As has long been established, narrative and storytelling is a key aspect of human communication: we convey, process and understand information shaped with certain structures — and we will impose those structures in the absence of clear narrative (Douglas 1992; Dahlstrom 2014; Dautenhahn 1999; Boyd 2009). While they have traditionally been regarded as something at odds with scientific rigor, narrative formats have recently been found to enhance lay audiences’ comprehension, interest and engagement with science (Dahlstrom 2014). Thanks to a variety of socio-technical attributes, digital media – such as interactive edu-tainment, user-directed narratives, digital personal storytelling, multimedia journalism, interactive and personalized data visualization, social media streaming, immersive gaming, virtual reality, augmented reality, hypertext fiction, and so on – can become not just an effective antidote to mis/disinformation but also a catalyst to enhance public understanding of and engagement with the health and science issues of our time. Their unique narrative affordances have long been used to convey accurate, engaging and impactful science messages, from Randall Munroe’s xkcd webcomic to Elise Andrew’s social media-originated sci-comm juggernaut IFLScience. Recent efforts with immersive multimedia science journalism, gaming and gamified education have had promising results making inroads against mis/disinformation on the internet (Maertens et al. 2020). By utilizing the most ubiquitous form of media in the modern world, science communication is expanding and amplifying its efficacy, reach and impact.
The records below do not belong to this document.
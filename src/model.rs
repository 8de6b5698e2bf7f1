//! Data model for a percussion drum map.
//!
//! A [`Drumset`] is a fixed table of 128 MIDI-pitch slots, each holding the
//! notated attributes of one percussion voice. A slot is "in use" iff its
//! name is non-empty; unused slots keep whatever field values they last had
//! (display visibility is gated on [`Drumset::is_valid`], the stored fields
//! are never wiped eagerly).

use serde::{Deserialize, Serialize};

use crate::error::DrumsetError;
use crate::notehead::{preset_head, NoteheadGroup, NoteheadType, SymId};

/// Number of pitch slots in a drum map (the MIDI pitch range).
pub const DRUM_INSTRUMENTS: usize = 128;

/// Stem direction of a notated drum voice.
#[derive(Debug, Clone, Copy, PartialEq, Eq, Serialize, Deserialize)]
pub enum StemDirection {
    Up,
    Down,
    Auto,
}

impl StemDirection {
    /// Value written to / read from the `<stem>` element of a .drm file.
    pub fn name(self) -> &'static str {
        match self {
            StemDirection::Up => "up",
            StemDirection::Down => "down",
            StemDirection::Auto => "auto",
        }
    }

    pub fn from_name(name: &str) -> Option<StemDirection> {
        match name {
            "up" => Some(StemDirection::Up),
            "down" => Some(StemDirection::Down),
            "auto" => Some(StemDirection::Auto),
            _ => None,
        }
    }
}

/// One percussion voice's notated attributes.
#[derive(Debug, Clone, PartialEq, Serialize, Deserialize)]
pub struct DrumEntry {
    /// Display name; empty means "slot unused".
    pub name: String,
    /// Preset glyph family, or `Custom` when `noteheads` applies.
    pub notehead: NoteheadGroup,
    /// Explicit per-duration glyphs, ordered whole / half / quarter /
    /// brevis. Meaningful only under `NoteheadGroup::Custom`; stale values
    /// are retained (and inert) after switching back to a preset.
    pub noteheads: [SymId; 4],
    /// Signed staff line position within the percussion staff.
    pub line: i32,
    /// Voice index (0-3) within the staff's track group.
    pub voice: i32,
    pub stem_direction: StemDirection,
    /// Fast-entry key, a single letter A-G, or `None`.
    pub shortcut: Option<char>,
}

impl Default for DrumEntry {
    fn default() -> Self {
        Self {
            name: String::new(),
            notehead: NoteheadGroup::Normal,
            noteheads: [
                SymId::NoteheadWhole,
                SymId::NoteheadHalf,
                SymId::NoteheadBlack,
                SymId::NoteheadDoubleWhole,
            ],
            line: 0,
            voice: 0,
            stem_direction: StemDirection::Auto,
            shortcut: None,
        }
    }
}

/// The full 128-slot pitch → entry mapping for one percussion instrument.
#[derive(Debug, Clone, PartialEq, Serialize, Deserialize)]
pub struct Drumset {
    // Always exactly DRUM_INSTRUMENTS entries; unused slots hold the
    // default entry with an empty name.
    drums: Vec<DrumEntry>,
}

impl Drumset {
    /// Create an empty drum map (all 128 slots unused).
    pub fn new() -> Self {
        Self {
            drums: vec![DrumEntry::default(); DRUM_INSTRUMENTS],
        }
    }

    fn check_pitch(pitch: i32) -> Result<usize, DrumsetError> {
        if (0..DRUM_INSTRUMENTS as i32).contains(&pitch) {
            Ok(pitch as usize)
        } else {
            Err(DrumsetError::OutOfRange(pitch))
        }
    }

    /// The entry for a pitch. Unused slots return the default ("unused
    /// sentinel") entry.
    pub fn drum(&self, pitch: i32) -> Result<&DrumEntry, DrumsetError> {
        Ok(&self.drums[Self::check_pitch(pitch)?])
    }

    pub fn drum_mut(&mut self, pitch: i32) -> Result<&mut DrumEntry, DrumsetError> {
        Ok(&mut self.drums[Self::check_pitch(pitch)?])
    }

    /// True iff the slot is in use (non-empty name).
    pub fn is_valid(&self, pitch: i32) -> bool {
        match self.drum(pitch) {
            Ok(entry) => !entry.name.is_empty(),
            Err(_) => false,
        }
    }

    pub fn name(&self, pitch: i32) -> &str {
        self.drum(pitch).map(|e| e.name.as_str()).unwrap_or("")
    }

    pub fn line(&self, pitch: i32) -> i32 {
        self.drum(pitch).map(|e| e.line).unwrap_or(0)
    }

    pub fn voice(&self, pitch: i32) -> i32 {
        self.drum(pitch).map(|e| e.voice).unwrap_or(0)
    }

    pub fn stem_direction(&self, pitch: i32) -> StemDirection {
        self.drum(pitch)
            .map(|e| e.stem_direction)
            .unwrap_or(StemDirection::Auto)
    }

    pub fn notehead(&self, pitch: i32) -> NoteheadGroup {
        self.drum(pitch)
            .map(|e| e.notehead)
            .unwrap_or(NoteheadGroup::Normal)
    }

    pub fn shortcut(&self, pitch: i32) -> Option<char> {
        self.drum(pitch).ok().and_then(|e| e.shortcut)
    }

    /// Resolve the notehead glyph for a pitch and duration class.
    ///
    /// Custom entries return their stored glyph verbatim; preset entries go
    /// through the static group table.
    pub fn notehead_sym(&self, pitch: i32, head_type: NoteheadType) -> Result<SymId, DrumsetError> {
        let entry = self.drum(pitch)?;
        Ok(match entry.notehead {
            NoteheadGroup::Custom => entry.noteheads[head_type.index()],
            group => {
                // Total over non-custom groups, so the fallback never fires.
                preset_head(group, head_type).unwrap_or(SymId::NoteheadBlack)
            }
        })
    }

    /// Assign a fast-entry shortcut letter (A-G) or clear it with `None`.
    ///
    /// Uniqueness is enforced by eviction: any other pitch currently holding
    /// the same letter silently loses it (last writer wins). The UI presents
    /// shortcuts as an exhaustive fixed choice list, so conflicts are
    /// resolved here rather than rejected.
    pub fn set_shortcut(&mut self, pitch: i32, shortcut: Option<char>) -> Result<(), DrumsetError> {
        let idx = Self::check_pitch(pitch)?;
        debug_assert!(
            shortcut.map_or(true, |c| ('A'..='G').contains(&c)),
            "shortcut must be a letter A-G, got {shortcut:?}"
        );
        if shortcut.is_some() {
            for (i, entry) in self.drums.iter_mut().enumerate() {
                if i != idx && entry.shortcut == shortcut {
                    entry.shortcut = None;
                }
            }
        }
        self.drums[idx].shortcut = shortcut;
        Ok(())
    }

    /// Reset all 128 slots to unused. Called before a bulk load so a
    /// partially-populated file does not leave stale entries behind.
    pub fn clear(&mut self) {
        for entry in &mut self.drums {
            *entry = DrumEntry::default();
        }
    }

    /// Pitches whose slot is in use, ascending.
    pub fn used_pitches(&self) -> impl Iterator<Item = i32> + '_ {
        self.drums
            .iter()
            .enumerate()
            .filter(|(_, e)| !e.name.is_empty())
            .map(|(i, _)| i as i32)
    }
}

impl Default for Drumset {
    fn default() -> Self {
        Self::new()
    }
}

/// MIDI pitch → note name (e.g. 60 → "C4"), for pitch-list displays.
pub fn pitch_name(pitch: i32) -> String {
    const STEPS: [&str; 12] = [
        "C", "C#", "D", "D#", "E", "F", "F#", "G", "G#", "A", "A#", "B",
    ];
    let step = STEPS[pitch.rem_euclid(12) as usize];
    let octave = pitch.div_euclid(12) - 1;
    format!("{step}{octave}")
}
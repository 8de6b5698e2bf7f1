//! drumlib — drum-kit mapping model and .drm file persistence.
//!
//! Associates percussion MIDI pitches with their notated representation
//! (name, noteheads, staff line, voice, stem direction, keyboard shortcut),
//! round-trips the mapping through a versioned tagged-text format, and
//! provides the transactional edit-session discipline used while a user
//! edits one pitch row at a time.
//!
//! # Example
//! ```
//! use drumlib::Drumset;
//!
//! let mut set = Drumset::new();
//! let snare = set.drum_mut(38).unwrap();
//! snare.name = "Acoustic Snare".to_string();
//! snare.line = 2;
//! set.set_shortcut(38, Some('A')).unwrap();
//!
//! let text = drumlib::write_drm(&set);
//! assert!(text.contains("Acoustic Snare"));
//! ```

pub mod error;
pub mod model;
pub mod notehead;
pub mod parser;
pub mod session;
pub mod writer;

use std::path::Path;

pub use error::DrumsetError;
pub use model::{pitch_name, DrumEntry, Drumset, StemDirection, DRUM_INSTRUMENTS};
pub use notehead::{
    preset_head, preset_heads, NoteheadGroup, NoteheadType, SymId, ALL_GROUPS,
};
pub use parser::{
    parse_drm, IgnoreOldVersions, LoadOutcome, VersionDecision, VersionGate, FORMAT_VERSION,
};
pub use session::{DocumentSink, EditSession, FieldValues, InstrumentKey};
pub use writer::write_drm;

/// Load a .drm file into `drumset`, replacing its previous contents.
///
/// The file is read in full before any mutation, so an open/read failure
/// leaves the drumset untouched. A version-gate Cancel returns
/// [`LoadOutcome::Cancelled`] with the drumset cleared (see [`parse_drm`]).
pub fn load_file<P: AsRef<Path>>(
    path: P,
    drumset: &mut Drumset,
    gate: &mut dyn VersionGate,
) -> Result<LoadOutcome, DrumsetError> {
    let path = path.as_ref();
    let xml = std::fs::read_to_string(path).map_err(|source| DrumsetError::FileOpen {
        path: path.to_path_buf(),
        source,
    })?;
    parse_drm(&xml, drumset, gate)
}

/// Save a drum map as a .drm file.
pub fn save_file<P: AsRef<Path>>(path: P, drumset: &Drumset) -> Result<(), DrumsetError> {
    let path = path.as_ref();
    std::fs::write(path, write_drm(drumset)).map_err(|source| DrumsetError::FileOpen {
        path: path.to_path_buf(),
        source,
    })
}

/// Convert a drum map to a JSON string.
/// Useful for passing data across FFI boundaries.
pub fn drumset_to_json(drumset: &Drumset) -> Result<String, DrumsetError> {
    serde_json::to_string_pretty(drumset).map_err(|e| DrumsetError::Parse(e.to_string()))
}
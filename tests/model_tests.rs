//! Model invariants — shortcut uniqueness, validity gating, clearing.

use drumlib::{pitch_name, Drumset, DrumsetError, NoteheadGroup, StemDirection};

fn named(set: &mut Drumset, pitch: i32, name: &str) {
    set.drum_mut(pitch).unwrap().name = name.to_string();
}

/// At most one pitch holds any given letter after every assignment.
fn assert_shortcuts_unique(set: &Drumset) {
    for letter in 'A'..='G' {
        let holders: Vec<i32> = (0..128)
            .filter(|&p| set.shortcut(p) == Some(letter))
            .collect();
        assert!(
            holders.len() <= 1,
            "letter {letter} held by multiple pitches: {holders:?}"
        );
    }
}

// ─── Shortcut uniqueness ────────────────────────────────────────────

#[test]
fn shortcut_assignment_evicts_previous_holder() {
    let mut set = Drumset::new();
    named(&mut set, 38, "Acoustic Snare");
    named(&mut set, 36, "Bass Drum 1");

    set.set_shortcut(38, Some('A')).unwrap();
    assert_eq!(set.shortcut(38), Some('A'));

    // Last writer wins; the previous holder is silently bumped.
    set.set_shortcut(36, Some('A')).unwrap();
    assert_eq!(set.shortcut(36), Some('A'));
    assert_eq!(set.shortcut(38), None);
    assert_shortcuts_unique(&set);
}

#[test]
fn shortcut_uniqueness_under_arbitrary_sequences() {
    let mut set = Drumset::new();
    let sequence: &[(i32, Option<char>)] = &[
        (38, Some('A')),
        (36, Some('B')),
        (42, Some('A')),
        (42, Some('B')),
        (36, Some('B')),
        (38, None),
        (51, Some('G')),
        (36, Some('G')),
        (51, Some('G')),
    ];
    for &(pitch, shortcut) in sequence {
        set.set_shortcut(pitch, shortcut).unwrap();
        assert_shortcuts_unique(&set);
        assert_eq!(set.shortcut(pitch), shortcut);
    }
}

#[test]
fn clearing_a_shortcut_does_not_evict_others() {
    let mut set = Drumset::new();
    set.set_shortcut(38, Some('C')).unwrap();
    set.set_shortcut(36, None).unwrap();
    assert_eq!(set.shortcut(38), Some('C'));
    assert_eq!(set.shortcut(36), None);
}

#[test]
fn reassigning_the_same_pitch_keeps_its_shortcut() {
    let mut set = Drumset::new();
    set.set_shortcut(38, Some('D')).unwrap();
    set.set_shortcut(38, Some('D')).unwrap();
    assert_eq!(set.shortcut(38), Some('D'));
}

// ─── Validity gating ────────────────────────────────────────────────

#[test]
fn entry_is_valid_iff_name_non_empty() {
    let mut set = Drumset::new();
    assert!(!set.is_valid(38));

    named(&mut set, 38, "Acoustic Snare");
    assert!(set.is_valid(38));

    // Emptying the name invalidates the slot but the stored fields stay
    // behind as leftover state.
    {
        let entry = set.drum_mut(38).unwrap();
        entry.line = 2;
        entry.voice = 1;
        entry.name.clear();
    }
    assert!(!set.is_valid(38));
    assert_eq!(set.line(38), 2);
    assert_eq!(set.voice(38), 1);
}

#[test]
fn out_of_range_pitches_are_never_valid() {
    let set = Drumset::new();
    assert!(!set.is_valid(-1));
    assert!(!set.is_valid(128));
    assert!(matches!(
        set.drum(300),
        Err(DrumsetError::OutOfRange(300))
    ));
}

// ─── Clear & iteration ──────────────────────────────────────────────

#[test]
fn clear_resets_every_slot() {
    let mut set = Drumset::new();
    named(&mut set, 36, "Bass Drum 1");
    named(&mut set, 38, "Acoustic Snare");
    set.set_shortcut(38, Some('A')).unwrap();
    set.drum_mut(36).unwrap().notehead = NoteheadGroup::Cross;

    set.clear();
    assert_eq!(set.used_pitches().count(), 0);
    assert_eq!(set.shortcut(38), None);
    assert_eq!(set.notehead(36), NoteheadGroup::Normal);
    assert_eq!(set.stem_direction(36), StemDirection::Auto);
}

#[test]
fn used_pitches_ascending() {
    let mut set = Drumset::new();
    named(&mut set, 51, "Ride Cymbal 1");
    named(&mut set, 36, "Bass Drum 1");
    named(&mut set, 42, "Closed Hi-Hat");
    let pitches: Vec<i32> = set.used_pitches().collect();
    assert_eq!(pitches, vec![36, 42, 51]);
}

// ─── JSON export ────────────────────────────────────────────────────

#[test]
fn drumset_exports_to_json() {
    let mut set = Drumset::new();
    named(&mut set, 38, "Acoustic Snare");
    let json = drumlib::drumset_to_json(&set).unwrap();
    assert!(json.contains("Acoustic Snare"));
}

#[test]
fn pitch_names_for_common_drums() {
    assert_eq!(pitch_name(35), "B1");
    assert_eq!(pitch_name(42), "F#2");
}
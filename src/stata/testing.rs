//! Test support
//!
//! Factories for building expected token sequences and a scripted session
//! double for exercising dispatch without a live Stata process. Kept as a
//! normal module so integration tests can reach it.

use crate::stata::session::Session;
use crate::stata::token::{Token, TokenKind, TokenSequence};
use std::collections::VecDeque;

/// Builders for expected token data in assertions.
pub mod factories {
    use super::*;

    /// Build a token list from `(kind, text)` pairs.
    pub fn toks(pairs: &[(TokenKind, &str)]) -> Vec<Token> {
        pairs
            .iter()
            .map(|(kind, text)| Token::new(*kind, *text))
            .collect()
    }

    /// Build a full sequence from `(kind, text)` pairs.
    pub fn seq(pairs: &[(TokenKind, &str)]) -> TokenSequence {
        TokenSequence::new(toks(pairs))
    }
}

/// Session double that replays scripted `(exit_code, output)` replies and
/// records every submission it receives.
///
/// Replies are consumed in order; once the script runs dry, further
/// submissions succeed silently with `(0, "")`.
pub struct ScriptedSession {
    replies: VecDeque<(i32, String)>,
    submissions: Vec<Vec<(String, String)>>,
}

impl ScriptedSession {
    pub fn new(replies: Vec<(i32, &str)>) -> Self {
        ScriptedSession {
            replies: replies
                .into_iter()
                .map(|(code, text)| (code, text.to_string()))
                .collect(),
            submissions: Vec::new(),
        }
    }

    /// Every `(marker, text)` pair list submitted so far, in order.
    pub fn submissions(&self) -> &[Vec<(String, String)>] {
        &self.submissions
    }

    /// The flattened text of each submitted statement, in order.
    pub fn submitted_texts(&self) -> Vec<String> {
        self.submissions
            .iter()
            .map(|pairs| pairs.iter().map(|(_, text)| text.as_str()).collect())
            .collect()
    }
}

impl Session for ScriptedSession {
    fn submit(&mut self, pairs: &[(&'static str, &str)]) -> (i32, String) {
        self.submissions.push(
            pairs
                .iter()
                .map(|(marker, text)| (marker.to_string(), text.to_string()))
                .collect(),
        );
        self.replies.pop_front().unwrap_or((0, String::new()))
    }
}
It is in this context that this Research Topic aims to investigate how digital media affordances—such as human-machine and human-human interactivity, multimedia capacities, dynamic visual appeal, playfulness, personalization, real-time immersion, multilinear narrative, and so on—have been and can be used to effectively communicate health and science issues. We would like to go beyond the current discourse on fake news, mis/disinformation and online radicalization, which recognizes the malignant effects of digital media on health and science affairs, to refocus on the positive affordances of digital media—both in direct education (e.g., museums, public demonstrations, school settings) and through the media (e.g., news, film, games)—as communication tools and techniques for health and science topics.
The aim of this Research Topic is, therefore, to explore the current state of play, as well as potential future trajectories, of digital narrative and storytelling in the communication of health and science topics.